Now I'm not saying that all writing should be complex and intricate. I love Antoine de Saint Exupery (even if I can't pronounce his name)! I love Isaac Asimov! However, at the end of the day, my reading is not limited to The Little Prince or I, Robot. Simplicity, ease of language, and even "interesting" topics are all part of a writer's toolbox. Just because you have the option to use them doesn't mean you have to. Take for example Ursula K. Le Guin. On one hand, she's written a plainly-written but compelling novel in The Wizard of Earthsea. On the other hand, she's written books like The Left Hand of Darkness and The Dispossessed which can be quite dense and difficult. That's not to say reading the latter is less rewarding than the former. As a reader, I can appreciate both types of fiction. And in the case of the author, she utilized the tools necessary to convey her stories. I don't think you can achieve the same effect of The Dispossessed using the same language and style of The Wizard of Earthsea (and vice versa).

Admittedly, literature at times acts like an exclusive club (and certain works ends up getting ghettoed) but for the most part, it's an inclusive field.
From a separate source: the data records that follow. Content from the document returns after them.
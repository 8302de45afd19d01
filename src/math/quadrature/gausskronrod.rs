//! 15-point Gauss–Kronrod panel rule.
//!
//! The Kronrod extension reuses the 7 Gauss–Legendre abscissae and adds 8 more,
//! so one sweep of 15 integrand evaluations yields both a degree-22-exact
//! estimate and an embedded degree-13-exact estimate. The gap between the two
//! is the per-panel error signal the adaptive driver refines on.

/// Abscissae of the 15-point Kronrod rule on [-1, 1], positive half.
/// Odd indices (1, 3, 5) and the implicit 0 are the embedded Gauss points.
const XGK: [f64; 8] = [
    0.991455371120813,
    0.949107912342759,
    0.864864423359769,
    0.741531185599394,
    0.586087235467691,
    0.405845151377397,
    0.207784955007898,
    0.000000000000000,
];

/// Kronrod weights paired with `XGK`.
const WGK: [f64; 8] = [
    0.022935322010529,
    0.063092092629979,
    0.104790010322250,
    0.140653259715525,
    0.169004726639267,
    0.190350578064785,
    0.204432940075298,
    0.209482141084728,
];

/// 7-point Gauss weights; `WG[3]` belongs to the centre node.
const WG: [f64; 4] = [
    0.129484966168870,
    0.279705391489277,
    0.381830050505119,
    0.417959183673469,
];

pub struct PanelEstimate {
    pub kronrod: f64,
    pub gauss: f64,
}

impl PanelEstimate {
    /// Gap between the two embedded estimates, the panel's error signal.
    pub fn discrepancy(&self) -> f64 {
        (self.kronrod - self.gauss).abs()
    }
}

/// Applies the G7–K15 pair to `f` over `[lo, hi]`.
pub fn kronrod15<F>(f: &F, lo: f64, hi: f64) -> PanelEstimate
where
    F: Fn(f64) -> f64,
{
    let centre = 0.5 * (lo + hi);
    let half_width = 0.5 * (hi - lo);

    let f_centre = f(centre);
    let mut kronrod = WGK[7] * f_centre;
    let mut gauss = WG[3] * f_centre;

    for j in 0..7 {
        let offset = half_width * XGK[j];
        let pair = f(centre - offset) + f(centre + offset);
        kronrod += WGK[j] * pair;
        if j % 2 == 1 {
            gauss += WG[j / 2] * pair;
        }
    }

    PanelEstimate {
        kronrod: kronrod * half_width,
        gauss: gauss * half_width,
    }
}

#[cfg(test)]
mod tests {
    use super::*;

    #[test]
    fn weights_integrate_the_constant_one() {
        // Both rules must reproduce the length of [-1, 1] exactly.
        let kronrod_total: f64 = WGK[7] + 2.0 * WGK[..7].iter().sum::<f64>();
        let gauss_total: f64 = WG[3] + 2.0 * WG[..3].iter().sum::<f64>();
        assert!((kronrod_total - 2.0).abs() < 1e-12);
        assert!((gauss_total - 2.0).abs() < 1e-12);
    }

    #[test]
    fn single_panel_is_exact_on_low_degree_polynomials() {
        // ∫₀¹ x² dx = 1/3
        let estimate = kronrod15(&|x: f64| x * x, 0.0, 1.0);
        assert!((estimate.kronrod - 1.0 / 3.0).abs() < 1e-14);
        assert!((estimate.gauss - 1.0 / 3.0).abs() < 1e-14);

        // ∫₀² (x³ + 2x) dx = 8
        let estimate = kronrod15(&|x: f64| x * x * x + 2.0 * x, 0.0, 2.0);
        assert!((estimate.kronrod - 8.0).abs() < 1e-12);
        assert!(estimate.discrepancy() < 1e-12);
    }

    #[test]
    fn discrepancy_is_nonzero_for_a_rough_integrand() {
        let estimate = kronrod15(&|x: f64| (20.0 * x).sin(), 0.0, 3.0);
        assert!(estimate.discrepancy() > 1e-10);
    }
}
use dashu::integer::IBig;
use dashu::rational::RBig;

/// A fixed (input, required output) pair constraining the curve fit.
///
/// Both members are exact rationals so the fit stage never touches floating
/// point; conversion to `f64` happens once, after solving.
pub struct BoundaryCondition {
    x: RBig,
    y: RBig,
}

impl BoundaryCondition {
    pub fn new(x: RBig, y: RBig) -> BoundaryCondition {
        BoundaryCondition { x, y }
    }

    /// Convenience constructor for integer-valued conditions. Every constant
    /// in this analysis fits an `i128` with room to spare.
    pub fn from_integers(x: i128, y: i128) -> BoundaryCondition {
        BoundaryCondition {
            x: RBig::from(IBig::from(x)),
            y: RBig::from(IBig::from(y)),
        }
    }

    pub fn x(&self) -> &RBig {
        &self.x
    }

    pub fn y(&self) -> &RBig {
        &self.y
    }
}
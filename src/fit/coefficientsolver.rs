use dashu::rational::RBig;
use thiserror::Error;

use crate::fit::boundarycondition::BoundaryCondition;
use crate::fit::coefficientpair::CoefficientPair;

#[derive(Debug, Error)]
pub enum FitError {
    #[error(
        "boundary inputs x = {x1} and x = {x2} give a singular system; \
         no unique coefficient pair exists"
    )]
    SingularSystem { x1: RBig, x2: RBig },
}

/// Solves `y = coef_a * (x + vertex_offset)^2 + coef_b` through two boundary
/// conditions, exactly.
///
/// Writing `s_i = (x_i + K)^2`, the 2×2 system reduces to
///
/// ```text
/// coef_a = (y2 - y1) / (s2 - s1)
/// coef_b = y1 - coef_a * s1
/// ```
///
/// and is singular exactly when `s1 == s2`, i.e. when the two inputs coincide
/// (or mirror each other across the vertex). That case is reported as
/// [`FitError::SingularSystem`] instead of dividing by zero.
pub fn solve_quadratic_through(
    first: &BoundaryCondition,
    second: &BoundaryCondition,
    vertex_offset: &RBig,
) -> Result<CoefficientPair, FitError> {
    let s1 = (first.x() + vertex_offset).pow(2);
    let s2 = (second.x() + vertex_offset).pow(2);

    if s1 == s2 {
        return Err(FitError::SingularSystem {
            x1: first.x().clone(),
            x2: second.x().clone(),
        });
    }

    let coef_a = (second.y() - first.y()) / (s2 - &s1);
    let coef_b = first.y() - &coef_a * s1;

    Ok(CoefficientPair::new(coef_a, coef_b))
}

#[cfg(test)]
mod tests {
    use super::*;
    use dashu::integer::IBig;

    fn rational(n: i128) -> RBig {
        RBig::from(IBig::from(n))
    }

    #[test]
    fn plugging_the_conditions_back_in_reproduces_them_exactly() {
        // y = 2*(x + 1)^2 + 5 through (0, 7) and (3, 37)
        let c1 = BoundaryCondition::from_integers(0, 7);
        let c2 = BoundaryCondition::from_integers(3, 37);
        let offset = rational(1);

        let pair = solve_quadratic_through(&c1, &c2, &offset).unwrap();
        assert_eq!(pair.coef_a(), &rational(2));
        assert_eq!(pair.coef_b(), &rational(5));
        assert_eq!(pair.evaluate_exact(c1.x(), &offset), rational(7));
        assert_eq!(pair.evaluate_exact(c2.x(), &offset), rational(37));
    }

    #[test]
    fn coinciding_inputs_are_singular() {
        let c1 = BoundaryCondition::from_integers(4, 10);
        let c2 = BoundaryCondition::from_integers(4, 20);
        let outcome = solve_quadratic_through(&c1, &c2, &rational(0));
        assert!(matches!(outcome, Err(FitError::SingularSystem { .. })));
    }

    #[test]
    fn inputs_mirrored_across_the_vertex_are_singular_too() {
        // With K = -2, x = 1 and x = 3 shift to -1 and 1: equal squares.
        let c1 = BoundaryCondition::from_integers(1, 10);
        let c2 = BoundaryCondition::from_integers(3, 20);
        let outcome = solve_quadratic_through(&c1, &c2, &rational(-2));
        assert!(matches!(outcome, Err(FitError::SingularSystem { .. })));
    }
}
Hemmingway can sit side by side with Shakespeare. Canon is composed of both plain and difficult texts, some interpretations come more easily while we have to work at others. No one's forcing you to like Shakespeare but by golly, we can't proclaim that every written work should conform to a specific aesthetic. Literature isn't objecting to the "use of simple language" but rather it's not limiting itself to that spectrum alone.

As for the fiction that I want to read, again, there are two types of fiction that I enjoy. A world full of vegetable fiction is as dull and boring as a world devoid of it.